Ben bunu duyunca biraz daha canım sıkıldı  çünkü anlatmamış olmama rağmen ona eziyet etmemiş değildim . Belki o kadar kötü şeyler yapmamıştım (kulaklara büyük derecede zarar vericek seste müzik açmak, bir saat boyunca ters bir şekilde asılı tutmak , Oda kokusu bitene kadar sıkmak , gözüne limon sıkmak... Çok az şey yapmışın Efra :D ) ama ginede can yakıcı şeylerdi
Ve o bunu naziklik olarak görüyordu.

On birinci kaşıkta çok fazla kızarmıştım kalkıp odama gittim .

Biraz utanmıştım ama nedenini hiç bilmiyordum
ne hissediyorum özelikle bunu biliyordum

Ama biraz daha iyi hissediyordum çünkü sonunda konuşmaya başlamıştı ve büyük ihtimalle yakında ondan kurtulacaktık

Derken Ayla odama girdi . Beni düşüncelerimden kurtardı . "Ben çok sıkıldım hadi bi hava almaya çıkalım evde durmak istemiyorum "dedi . Bende çok kötü hissettiğim için kabul ettim .

Kitabı çantama sıkıştırdım çok zor girdi içine büyük ihtimalle çıkarması da zor olacakdı ...

Sonra Ayla ile kapıdan çıktık.  Ayla kapıyı kilitledi ve merdivenlerden aşağı indik .

Bir kafeye gittik . Yeni açılmıştı hem fiyatları ucuzdu hemde evin tam altındaydı . Ben bir latte istedim beni utandırmak için de süper kankam Ayla Türk kahvesi söyledi .

Ve şöyle dedim:

-Ayla sence şimdi ne yapmalıyız ?

-Ne hakında ne yapmalıyız ?

-Ayla benimle dalga geçmenin sırası değil Li-
Derken Ayla sözümü kesti ve kulağıma fısıldadı

-Sence bunu konuşucak iyi bir yermi burası Efra!?

Bende onun kulağına fısıldadım

-Neden ki yani burdaki insanlar duysa bir filimden bahsediyoruz sanarlar değil mi ?

-Evet ama burda kılık değiştiren o yaratıklardan olmadığını nerden biliyorsun.
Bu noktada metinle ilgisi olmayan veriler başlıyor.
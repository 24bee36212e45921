//! Pure KPI functions over the joined snapshot.
//!
//! Every function is independently callable and read-only. Absent optional
//! columns are skipped through the snapshot's [`Capabilities`] rather than
//! raising, and every ratio is `0` when its denominator is zero.
//!
//! [`Capabilities`]: sales_kpi_data::Capabilities

use crate::grouping::{as_f64, average, count_by_sorted, percent, rank_desc, sum_by, sum_by_sorted};
use crate::kpi::{
    AllKpis, CustomerKpis, FinancialKpis, HeadlineKpis, InsightKpis, LossAnalysis, PaymentKpis,
    ProductKpis, ProductRegionKpis, ProductRevenue, RegionKpis, RegionRevenue, TimeKpis,
    VolumeKpis,
};
use indexmap::IndexMap;
use sales_kpi_data::schema::{STAGE_LOST, STAGE_WON};
use sales_kpi_data::{SalesView, Snapshot};
use std::collections::HashSet;

/// Number of accounts listed under `top_customers`.
pub const TOP_CUSTOMER_LIMIT: usize = 10;

fn stage_count(view: &SalesView, stage: &str) -> usize {
    view.stages.iter().filter(|s| *s == stage).count()
}

fn sum(values: &[f64]) -> f64 {
    values.iter().sum()
}

/// Order value of rows in `stage`.
fn stage_order_value(view: &SalesView, stage: &str) -> f64 {
    view.stages
        .iter()
        .zip(&view.order_value)
        .filter(|(s, _)| *s == stage)
        .map(|(_, value)| value)
        .sum()
}

// =============================================================================
// Volume
// =============================================================================

#[must_use]
pub fn volume_kpis(snapshot: &Snapshot) -> VolumeKpis {
    let view = snapshot.view();
    let total = view.len();
    let won = stage_count(view, STAGE_WON);
    let lost = stage_count(view, STAGE_LOST);

    let unique_customers = snapshot
        .capabilities()
        .has_account_name
        .then(|| {
            view.accounts
                .iter()
                .filter(|account| !account.is_empty())
                .collect::<HashSet<_>>()
                .len()
        });

    VolumeKpis {
        total_opportunities: total,
        total_won: won,
        total_lost: lost,
        win_rate: percent(as_f64(won), as_f64(won + lost)),
        lost_rate: percent(as_f64(lost), as_f64(total)),
        open_opportunities: total - won - lost,
        unique_customers,
    }
}

// =============================================================================
// Financials
// =============================================================================

#[must_use]
pub fn financial_kpis(snapshot: &Snapshot) -> FinancialKpis {
    let view = snapshot.view();
    let total_order_value = sum(&view.order_value);
    let won_order_value = sum(&view.won_amount);
    let lost_order_value = stage_order_value(view, STAGE_LOST);
    let expected_revenue = sum(&view.expected_revenue);

    FinancialKpis {
        total_order_value,
        won_order_value,
        lost_order_value,
        avg_deal_size: average(total_order_value, view.len()),
        avg_won_deal_size: average(won_order_value, stage_count(view, STAGE_WON)),
        expected_revenue,
        expected_vs_actual: won_order_value - expected_revenue,
        revenue_realization_rate: percent(won_order_value, expected_revenue),
    }
}

// =============================================================================
// Customers
// =============================================================================

/// Top accounts by order value. Ties keep the order in which the account
/// first appears in the joined table.
#[must_use]
pub fn customer_kpis(snapshot: &Snapshot) -> CustomerKpis {
    if !snapshot.capabilities().has_account_name {
        return CustomerKpis::default();
    }

    let view = snapshot.view();
    let total_order_value = sum(&view.order_value);
    // Blank account names are not customers; their value still counts in the total.
    let (accounts, values): (Vec<String>, Vec<f64>) = view
        .accounts
        .iter()
        .zip(&view.order_value)
        .filter(|(account, _)| !account.is_empty())
        .map(|(account, value)| (account.clone(), *value))
        .unzip();
    let top = rank_desc(sum_by(&accounts, &values), TOP_CUSTOMER_LIMIT);

    let share = if total_order_value == 0.0 {
        IndexMap::new()
    } else {
        top.iter()
            .map(|(account, value)| (account.clone(), percent(*value, total_order_value)))
            .collect()
    };

    CustomerKpis {
        top_customers: Some(top),
        customer_revenue_share: Some(share),
    }
}

// =============================================================================
// Products & regions
// =============================================================================

#[must_use]
pub fn product_region_kpis(snapshot: &Snapshot) -> ProductRegionKpis {
    let view = snapshot.view();
    let caps = snapshot.capabilities();

    let product = if caps.has_product {
        ProductKpis {
            product_revenue_share: Some(sum_by_sorted(&view.products, &view.order_value)),
            product_wise_orders: Some(count_by_sorted(&view.products)),
        }
    } else {
        ProductKpis::default()
    };

    let region = if caps.has_region {
        RegionKpis {
            region_revenue_share: Some(sum_by_sorted(&view.regions, &view.order_value)),
        }
    } else {
        RegionKpis::default()
    };

    ProductRegionKpis { product, region }
}

/// Order value per billing region; empty when the region column is absent.
#[must_use]
pub fn sales_by_region(snapshot: &Snapshot) -> Vec<RegionRevenue> {
    if !snapshot.capabilities().has_region {
        return Vec::new();
    }
    let view = snapshot.view();
    sum_by_sorted(&view.regions, &view.order_value)
        .into_iter()
        .map(|(region, revenue)| RegionRevenue { region, revenue })
        .collect()
}

/// Order value per product type; empty when the product column is absent.
#[must_use]
pub fn sales_by_product(snapshot: &Snapshot) -> Vec<ProductRevenue> {
    if !snapshot.capabilities().has_product {
        return Vec::new();
    }
    let view = snapshot.view();
    sum_by_sorted(&view.products, &view.order_value)
        .into_iter()
        .map(|(product, revenue)| ProductRevenue { product, revenue })
        .collect()
}

// =============================================================================
// Losses & payments
// =============================================================================

#[must_use]
pub fn loss_analysis(snapshot: &Snapshot) -> LossAnalysis {
    let view = snapshot.view();
    let lost_value = stage_order_value(view, STAGE_LOST);
    let total_order_value = sum(&view.order_value);

    let top_loss_reasons = if snapshot.capabilities().has_loss_reason {
        let mut counts: IndexMap<String, usize> = IndexMap::new();
        for (stage, reason) in view.stages.iter().zip(&view.loss_reasons) {
            if stage == STAGE_LOST {
                *counts.entry(reason.clone()).or_insert(0) += 1;
            }
        }
        let limit = counts.len();
        rank_desc(counts, limit)
    } else {
        IndexMap::new()
    };

    LossAnalysis {
        lost_value,
        loss_value_percent: percent(lost_value, total_order_value),
        top_loss_reasons,
    }
}

#[must_use]
pub fn payment_kpis(snapshot: &Snapshot) -> PaymentKpis {
    let total_advance_received = if snapshot.capabilities().has_advance_received {
        sum(&snapshot.view().advance_received)
    } else {
        0.0
    };
    PaymentKpis {
        total_advance_received,
    }
}

// =============================================================================
// Composite documents
// =============================================================================

#[must_use]
pub fn headline_kpis(snapshot: &Snapshot) -> HeadlineKpis {
    let volume = volume_kpis(snapshot);
    HeadlineKpis {
        total_revenue: sum(&snapshot.view().order_value),
        won: volume.total_won,
        lost: volume.total_lost,
        win_rate: volume.win_rate,
    }
}

#[must_use]
pub fn all_kpis(snapshot: &Snapshot) -> AllKpis {
    AllKpis {
        volume: volume_kpis(snapshot),
        financials: financial_kpis(snapshot),
        time: TimeKpis::default(),
        customer: customer_kpis(snapshot),
        product_region: product_region_kpis(snapshot),
        loss_analysis: loss_analysis(snapshot),
        payment: payment_kpis(snapshot),
    }
}

#[must_use]
pub fn insight_kpis(snapshot: &Snapshot) -> InsightKpis {
    let view = snapshot.view();
    let caps = snapshot.capabilities();
    InsightKpis {
        volume: volume_kpis(snapshot),
        financials: financial_kpis(snapshot),
        region_summary: caps
            .has_region
            .then(|| sum_by_sorted(&view.regions, &view.order_value)),
        product_summary: caps
            .has_product
            .then(|| sum_by_sorted(&view.products, &view.order_value)),
    }
}
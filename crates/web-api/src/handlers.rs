use crate::state::AppState;
use axum::{extract::State, Json};
use sales_kpi_analytics::{
    all_kpis, headline_kpis, insight_kpis, sales_by_product, sales_by_region, AllKpis,
    HeadlineKpis, ProductRevenue, RegionRevenue,
};
use sales_kpi_insights::InsightReport;
use serde::Serialize;
use serde_json::Value;
use std::sync::Arc;

pub const STATUS_MESSAGE: &str = "Backend running successfully";

#[derive(Serialize)]
pub struct StatusResponse {
    pub status: &'static str,
}

/// Liveness check.
pub async fn status() -> Json<StatusResponse> {
    Json(StatusResponse {
        status: STATUS_MESSAGE,
    })
}

/// Every row of the joined table as an object keyed by column name.
pub async fn raw_data(State(state): State<Arc<AppState>>) -> Json<Vec<Value>> {
    Json(state.snapshot.records().to_vec())
}

pub async fn kpi(State(state): State<Arc<AppState>>) -> Json<HeadlineKpis> {
    Json(headline_kpis(&state.snapshot))
}

pub async fn region_sales(State(state): State<Arc<AppState>>) -> Json<Vec<RegionRevenue>> {
    Json(sales_by_region(&state.snapshot))
}

pub async fn product_sales(State(state): State<Arc<AppState>>) -> Json<Vec<ProductRevenue>> {
    Json(sales_by_product(&state.snapshot))
}

/// KPI subset plus generated insights. Generation failures still answer
/// `200` with an `error` field in place of `insights`.
pub async fn ai_insights(State(state): State<Arc<AppState>>) -> Json<InsightReport> {
    let kpis = insight_kpis(&state.snapshot);
    Json(state.summarizer.summarize(&kpis).await)
}

pub async fn kpi_all(State(state): State<Arc<AppState>>) -> Json<AllKpis> {
    Json(all_kpis(&state.snapshot))
}
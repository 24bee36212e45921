//! Serve command: build the snapshot once, then answer HTTP requests from it.

use super::{load_config, load_snapshot};
use anyhow::{Context, Result};
use clap::Args;
use sales_kpi_insights::{OpenAiClient, Summarizer};
use sales_kpi_web_api::{ApiServer, AppState};
use std::sync::Arc;

/// Arguments for the serve command.
#[derive(Args, Debug, Clone)]
pub struct ServeArgs {
    /// Config file path
    #[arg(short, long, default_value = "config/Config.toml")]
    pub config: String,

    /// Listen address (HOST:PORT), overrides `[server]`
    #[arg(short, long)]
    pub addr: Option<String>,
}

/// Runs the serve command.
///
/// The text-generation credential is checked first, so a missing key fails
/// before any extract is read. Nothing binds until the snapshot is built.
///
/// # Errors
/// Returns an error if startup fails or the server stops with an error.
pub async fn run_serve(args: ServeArgs) -> Result<()> {
    let config = load_config(&args.config)?;

    let client = OpenAiClient::from_settings(&config.insights).with_context(|| {
        format!(
            "Cannot start without the {} environment variable",
            config.insights.api_key_env
        )
    })?;
    tracing::info!(base_url = client.base_url(), model = client.model(), "Insight client ready");

    let snapshot = load_snapshot(&config)?;

    let state = AppState::new(snapshot, Summarizer::new(Arc::new(client)));
    let addr = args.addr.unwrap_or_else(|| config.server.addr());

    ApiServer::new(state).serve(&addr).await
}
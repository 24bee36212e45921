//! KPI aggregation for the sales snapshot.
//!
//! Every KPI family is a pure function over a [`Snapshot`]; handlers and the
//! CLI call the ones they need and serialize the returned documents.
//!
//! [`Snapshot`]: sales_kpi_data::Snapshot

pub mod aggregator;
pub mod grouping;
pub mod kpi;
pub mod report;

pub use aggregator::{
    all_kpis, customer_kpis, financial_kpis, headline_kpis, insight_kpis, loss_analysis,
    payment_kpis, product_region_kpis, sales_by_product, sales_by_region, volume_kpis,
    TOP_CUSTOMER_LIMIT,
};
pub use kpi::{
    AllKpis, CustomerKpis, FinancialKpis, HeadlineKpis, InsightKpis, LossAnalysis, PaymentKpis,
    ProductKpis, ProductRegionKpis, ProductRevenue, RegionKpis, RegionRevenue, TimeKpis,
    VolumeKpis,
};
pub use report::KpiReportFormatter;
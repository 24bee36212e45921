//! Startup configuration errors.

use thiserror::Error;

/// Errors raised while assembling the process configuration.
///
/// Both variants are fatal: the service refuses to start.
#[derive(Debug, Error)]
pub enum ConfigError {
    /// A required credential environment variable is unset or blank.
    #[error("missing credential: environment variable {var} is not set")]
    MissingCredential {
        /// Name of the environment variable.
        var: String,
    },

    /// Configuration file or environment override could not be parsed.
    #[error("invalid configuration: {0}")]
    Invalid(String),
}

pub type Result<T> = std::result::Result<T, ConfigError>;
use clap::{Parser, Subcommand};

mod commands;

use commands::{ReportArgs, ServeArgs};

#[derive(Parser)]
#[command(name = "sales-kpi")]
#[command(about = "Sales KPI service over CRM opportunity extracts", long_about = None)]
struct Cli {
    #[command(subcommand)]
    command: Commands,
}

#[derive(Subcommand)]
enum Commands {
    /// Build the snapshot and serve the KPI API
    Serve(ServeArgs),
    /// Build the snapshot and print the full KPI report
    Report(ReportArgs),
}

#[tokio::main]
async fn main() -> anyhow::Result<()> {
    let cli = Cli::parse();

    // .env is optional; real environment variables take precedence
    let dotenv = dotenvy::dotenv();

    tracing_subscriber::fmt()
        .with_env_filter(
            tracing_subscriber::EnvFilter::try_from_default_env()
                .unwrap_or_else(|_| tracing_subscriber::EnvFilter::new("info")),
        )
        .init();

    if let Ok(path) = dotenv {
        tracing::info!("Loaded environment from {}", path.display());
    }

    match cli.command {
        Commands::Serve(args) => {
            commands::run_serve(args).await?;
        }
        Commands::Report(args) => {
            commands::run_report(args)?;
        }
    }

    Ok(())
}

#[cfg(test)]
mod tests {
    use super::*;

    #[test]
    fn test_serve_defaults() {
        let cli = Cli::try_parse_from(["sales-kpi", "serve"]).unwrap();
        match cli.command {
            Commands::Serve(args) => {
                assert_eq!(args.config, "config/Config.toml");
                assert!(args.addr.is_none());
            }
            Commands::Report(_) => panic!("expected serve"),
        }
    }

    #[test]
    fn test_report_flags() {
        let cli = Cli::try_parse_from([
            "sales-kpi",
            "report",
            "--data-dir",
            "/tmp/extracts",
            "--json",
        ])
        .unwrap();
        match cli.command {
            Commands::Report(args) => {
                assert!(args.json);
                assert_eq!(args.data_dir.unwrap().to_str(), Some("/tmp/extracts"));
            }
            Commands::Serve(_) => panic!("expected report"),
        }
    }

    #[test]
    fn test_unknown_command_rejected() {
        assert!(Cli::try_parse_from(["sales-kpi", "backtest"]).is_err());
    }
}
pub mod handlers;
pub mod server;
pub mod state;

pub use server::ApiServer;
pub use state::AppState;
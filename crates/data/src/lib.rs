//! Spreadsheet ingestion for the sales KPI service.
//!
//! This crate provides:
//! - Loader for the opportunity and loss/won workbook extracts
//! - Cleaner for whitespace, null and case normalization
//! - Joiner for the opportunity ⟕ loss/won join and the sales allow-list filter
//! - Snapshot, the immutable joined table shared by every request

pub mod cleaner;
pub mod coerce;
pub mod error;
pub mod joiner;
pub mod loader;
pub mod schema;
pub mod snapshot;

pub use cleaner::Cleaner;
pub use coerce::{coerce_number, number_text, numeric_values, text_values};
pub use error::{EtlError, Result};
pub use joiner::Joiner;
pub use loader::{Loader, RawTables};
pub use schema::Capabilities;
pub use snapshot::{SalesView, Snapshot};
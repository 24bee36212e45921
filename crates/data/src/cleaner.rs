use crate::error::Result;
use crate::schema::{CATEGORICAL_COLUMNS, KEY_COLUMNS};
use polars::prelude::*;

/// Whitespace, null and case normalization for the raw extracts.
///
/// Every operation returns a new frame and leaves its input untouched.
/// Applying the cleaner twice yields the same frame as applying it once.
pub struct Cleaner;

impl Cleaner {
    /// Trims text columns (null → `""`) and zero-fills numeric columns (null → `0`).
    /// Numeric key columns keep their nulls; columns of any other type pass
    /// through unchanged.
    ///
    /// # Errors
    /// Returns an error if a column cannot be rebuilt.
    pub fn clean(frame: &DataFrame) -> Result<DataFrame> {
        let columns = frame
            .get_columns()
            .iter()
            .map(clean_series)
            .collect::<PolarsResult<Vec<_>>>()?;

        Ok(DataFrame::new(columns)?)
    }

    /// Cleans the opportunity table and upper-cases its categorical columns
    /// (record type, stage, product type).
    ///
    /// # Errors
    /// Returns an error if a column cannot be rebuilt.
    pub fn clean_opportunities(frame: &DataFrame) -> Result<DataFrame> {
        let cleaned = Self::clean(frame)?;
        Self::normalize_categories(&cleaned, &CATEGORICAL_COLUMNS)
    }

    /// Casts the named columns to text, trims and upper-cases them.
    /// Names absent from the frame are skipped.
    ///
    /// # Errors
    /// Returns an error if a column cannot be cast to text.
    pub fn normalize_categories(frame: &DataFrame, names: &[&str]) -> Result<DataFrame> {
        let columns = frame
            .get_columns()
            .iter()
            .map(|series| {
                if names.contains(&series.name().as_str()) {
                    upper_series(series)
                } else {
                    Ok(series.clone())
                }
            })
            .collect::<PolarsResult<Vec<_>>>()?;

        Ok(DataFrame::new(columns)?)
    }
}

fn clean_series(series: &Series) -> PolarsResult<Series> {
    match series.dtype() {
        DataType::String => {
            let cleaned: StringChunked = series
                .str()?
                .into_iter()
                .map(|value| Some(value.map_or("", str::trim).to_string()))
                .collect();
            Ok(cleaned.with_name(series.name().clone()).into_series())
        }
        dtype if dtype.is_numeric() && !KEY_COLUMNS.contains(&series.name().as_str()) => {
            series.fill_null(FillNullStrategy::Zero)
        }
        _ => Ok(series.clone()),
    }
}

fn upper_series(series: &Series) -> PolarsResult<Series> {
    let text = series.cast(&DataType::String)?;
    let upper: StringChunked = text
        .str()?
        .into_iter()
        .map(|value| Some(value.map_or_else(String::new, |v| v.trim().to_uppercase())))
        .collect();
    Ok(upper.with_name(series.name().clone()).into_series())
}
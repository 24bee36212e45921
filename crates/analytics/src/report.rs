#![allow(clippy::format_push_string)]

use crate::kpi::AllKpis;

const RULE_HEAVY: &str = "═══════════════════════════════════════════════════════════════\n";
const RULE_LIGHT: &str = "───────────────────────────────────────────────────────────────\n";

pub struct KpiReportFormatter;

impl KpiReportFormatter {
    /// Renders the full KPI document as a plain-text report.
    #[must_use]
    pub fn format(kpis: &AllKpis) -> String {
        let mut output = String::new();

        output.push('\n');
        output.push_str(RULE_HEAVY);
        output.push_str("                    SALES KPI REPORT                           \n");
        output.push_str(RULE_HEAVY);
        output.push('\n');

        // Volume
        let volume = &kpis.volume;
        section(&mut output, "Volume");
        output.push_str(&format!("Opportunities:         {}\n", volume.total_opportunities));
        output.push_str(&format!("Won:                   {}\n", volume.total_won));
        output.push_str(&format!("Lost:                  {}\n", volume.total_lost));
        output.push_str(&format!("Open:                  {}\n", volume.open_opportunities));
        output.push_str(&format!("Win Rate:              {:.2}%\n", volume.win_rate));
        output.push_str(&format!("Lost Rate:             {:.2}%\n", volume.lost_rate));
        if let Some(customers) = volume.unique_customers {
            output.push_str(&format!("Unique Customers:      {customers}\n"));
        }
        output.push('\n');

        // Financials
        let financials = &kpis.financials;
        section(&mut output, "Financials");
        output.push_str(&format!("Total Order Value:     {:.2}\n", financials.total_order_value));
        output.push_str(&format!("Won Order Value:       {:.2}\n", financials.won_order_value));
        output.push_str(&format!("Lost Order Value:      {:.2}\n", financials.lost_order_value));
        output.push_str(&format!("Avg Deal Size:         {:.2}\n", financials.avg_deal_size));
        output.push_str(&format!("Avg Won Deal Size:     {:.2}\n", financials.avg_won_deal_size));
        output.push_str(&format!("Expected Revenue:      {:.2}\n", financials.expected_revenue));
        output.push_str(&format!("Expected vs Actual:    {:.2}\n", financials.expected_vs_actual));
        output.push_str(&format!(
            "Realization Rate:      {:.2}%\n",
            financials.revenue_realization_rate
        ));
        output.push_str(&format!(
            "Advance Received:      {:.2}\n",
            kpis.payment.total_advance_received
        ));
        output.push('\n');

        // Customers
        if let Some(top) = &kpis.customer.top_customers {
            section(&mut output, "Top Customers");
            if top.is_empty() {
                output.push_str("N/A (no customers)\n");
            }
            let share = kpis.customer.customer_revenue_share.as_ref();
            for (account, value) in top {
                match share.and_then(|s| s.get(account)) {
                    Some(pct) => output.push_str(&format!("{:<22} {:>14.2}  ({:.2}%)\n", label(account), value, pct)),
                    None => output.push_str(&format!("{:<22} {:>14.2}\n", label(account), value)),
                }
            }
            output.push('\n');
        }

        // Products & regions
        if let Some(products) = &kpis.product_region.product.product_revenue_share {
            section(&mut output, "Revenue by Product");
            let orders = kpis.product_region.product.product_wise_orders.as_ref();
            for (product, revenue) in products {
                let count = orders.and_then(|o| o.get(product)).copied().unwrap_or(0);
                output.push_str(&format!("{:<22} {:>14.2}  {} orders\n", label(product), revenue, count));
            }
            output.push('\n');
        }

        if let Some(regions) = &kpis.product_region.region.region_revenue_share {
            section(&mut output, "Revenue by Region");
            for (region, revenue) in regions {
                output.push_str(&format!("{:<22} {:>14.2}\n", label(region), revenue));
            }
            output.push('\n');
        }

        // Losses
        let loss = &kpis.loss_analysis;
        section(&mut output, "Loss Analysis");
        output.push_str(&format!("Lost Value:            {:.2}\n", loss.lost_value));
        output.push_str(&format!("Lost Value Share:      {:.2}%\n", loss.loss_value_percent));
        for (reason, count) in &loss.top_loss_reasons {
            output.push_str(&format!("  {:<20} {count}\n", label(reason)));
        }

        output.push('\n');
        output.push_str(RULE_HEAVY);

        if volume.total_opportunities == 0 {
            output.push_str("\n⚠️  No won or lost sales opportunities matched the filters.\n");
            output.push_str("    Check the extracts in the configured data directory.\n\n");
        }

        output
    }
}

fn section(output: &mut String, title: &str) {
    output.push_str(title);
    output.push('\n');
    output.push_str(RULE_LIGHT);
}

fn label(key: &str) -> &str {
    if key.is_empty() {
        "(blank)"
    } else {
        key
    }
}

#[cfg(test)]
mod tests {
    use super::*;
    use crate::kpi::{CustomerKpis, VolumeKpis};
    use indexmap::IndexMap;

    #[test]
    fn test_report_lists_sections() {
        let mut top = IndexMap::new();
        top.insert("Acme".to_string(), 100.0);
        top.insert(String::new(), 20.0);
        let kpis = AllKpis {
            volume: VolumeKpis {
                total_opportunities: 3,
                total_won: 1,
                total_lost: 2,
                win_rate: 33.33,
                lost_rate: 66.67,
                open_opportunities: 0,
                unique_customers: Some(2),
            },
            customer: CustomerKpis {
                top_customers: Some(top),
                customer_revenue_share: Some(IndexMap::new()),
            },
            ..AllKpis::default()
        };

        let report = KpiReportFormatter::format(&kpis);
        assert!(report.contains("SALES KPI REPORT"));
        assert!(report.contains("Win Rate:              33.33%"));
        assert!(report.contains("Unique Customers:      2"));
        assert!(report.contains("Top Customers"));
        assert!(report.contains("(blank)"));
        assert!(!report.contains("Revenue by Region"));
        assert!(!report.contains("No won or lost"));
    }

    #[test]
    fn test_empty_report_warns() {
        let report = KpiReportFormatter::format(&AllKpis::default());
        assert!(report.contains("No won or lost sales opportunities"));
        assert!(!report.contains("Top Customers"));
    }
}
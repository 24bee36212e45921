use crate::error::Result;
use crate::prompt::build_prompt;
use async_trait::async_trait;
use sales_kpi_analytics::InsightKpis;
use serde::{Deserialize, Serialize};
use std::sync::Arc;

/// Turns a prompt into narrative text.
///
/// [`OpenAiClient`](crate::OpenAiClient) is the production implementation;
/// tests substitute a stub.
#[async_trait]
pub trait InsightGenerator: Send + Sync {
    async fn generate(&self, prompt: &str) -> Result<String>;
}

/// The `/ai-insights` document.
///
/// Exactly one of `insights` and `error` is present.
#[derive(Debug, Clone, PartialEq, Serialize, Deserialize)]
pub struct InsightReport {
    pub kpis: InsightKpis,
    #[serde(skip_serializing_if = "Option::is_none", default)]
    pub insights: Option<String>,
    #[serde(skip_serializing_if = "Option::is_none", default)]
    pub error: Option<String>,
}

impl InsightReport {
    #[must_use]
    pub fn is_degraded(&self) -> bool {
        self.error.is_some()
    }
}

#[derive(Clone)]
pub struct Summarizer {
    generator: Arc<dyn InsightGenerator>,
}

impl std::fmt::Debug for Summarizer {
    fn fmt(&self, f: &mut std::fmt::Formatter<'_>) -> std::fmt::Result {
        f.debug_struct("Summarizer").finish_non_exhaustive()
    }
}

impl Summarizer {
    #[must_use]
    pub fn new(generator: Arc<dyn InsightGenerator>) -> Self {
        Self { generator }
    }

    /// Asks the generator for insights on `kpis`.
    ///
    /// Never fails: a generation error is logged and reported in the
    /// document's `error` field alongside the KPIs.
    pub async fn summarize(&self, kpis: &InsightKpis) -> InsightReport {
        let outcome = match build_prompt(kpis) {
            Ok(prompt) => self.generator.generate(&prompt).await.map_err(|e| e.to_string()),
            Err(e) => Err(format!("failed to build prompt: {e}")),
        };

        match outcome {
            Ok(insights) => {
                tracing::info!(chars = insights.len(), "Insights generated");
                InsightReport {
                    kpis: kpis.clone(),
                    insights: Some(insights),
                    error: None,
                }
            }
            Err(error) => {
                tracing::warn!(%error, "Insight generation failed, returning KPIs only");
                InsightReport {
                    kpis: kpis.clone(),
                    insights: None,
                    error: Some(error),
                }
            }
        }
    }
}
Onların hakında hiç birşey bilmiyoruz .

-Oh doğru pardon .

-Özür dilemene hiç gerek yok aptal olman senin hatan değil . Deyip sırıttı . Bende kafasına bir tane çaktım .

Biraz daha oturup kahvelerimizi bitirdikten sonra
Kalktık ve eve geldik.

Ve ikimizin de ağızı açık kalmıştı . Evin kapısı zorlanarak açılmıştı yerde bir çekiç vardı tamir etindeki çekiç... Bu tamir setini Amcam almıştı . Tek başıma arkadaşımla kalacağım için miş. O zaman hiç işime yaramayacağını düşünüyordum . Haklıymışım çünkü o çekiç sayesinde o prens elimizden kaçmıştı ve büyük ihtimalle daha hazırlıklı bir şekilde bize saldıracaktı...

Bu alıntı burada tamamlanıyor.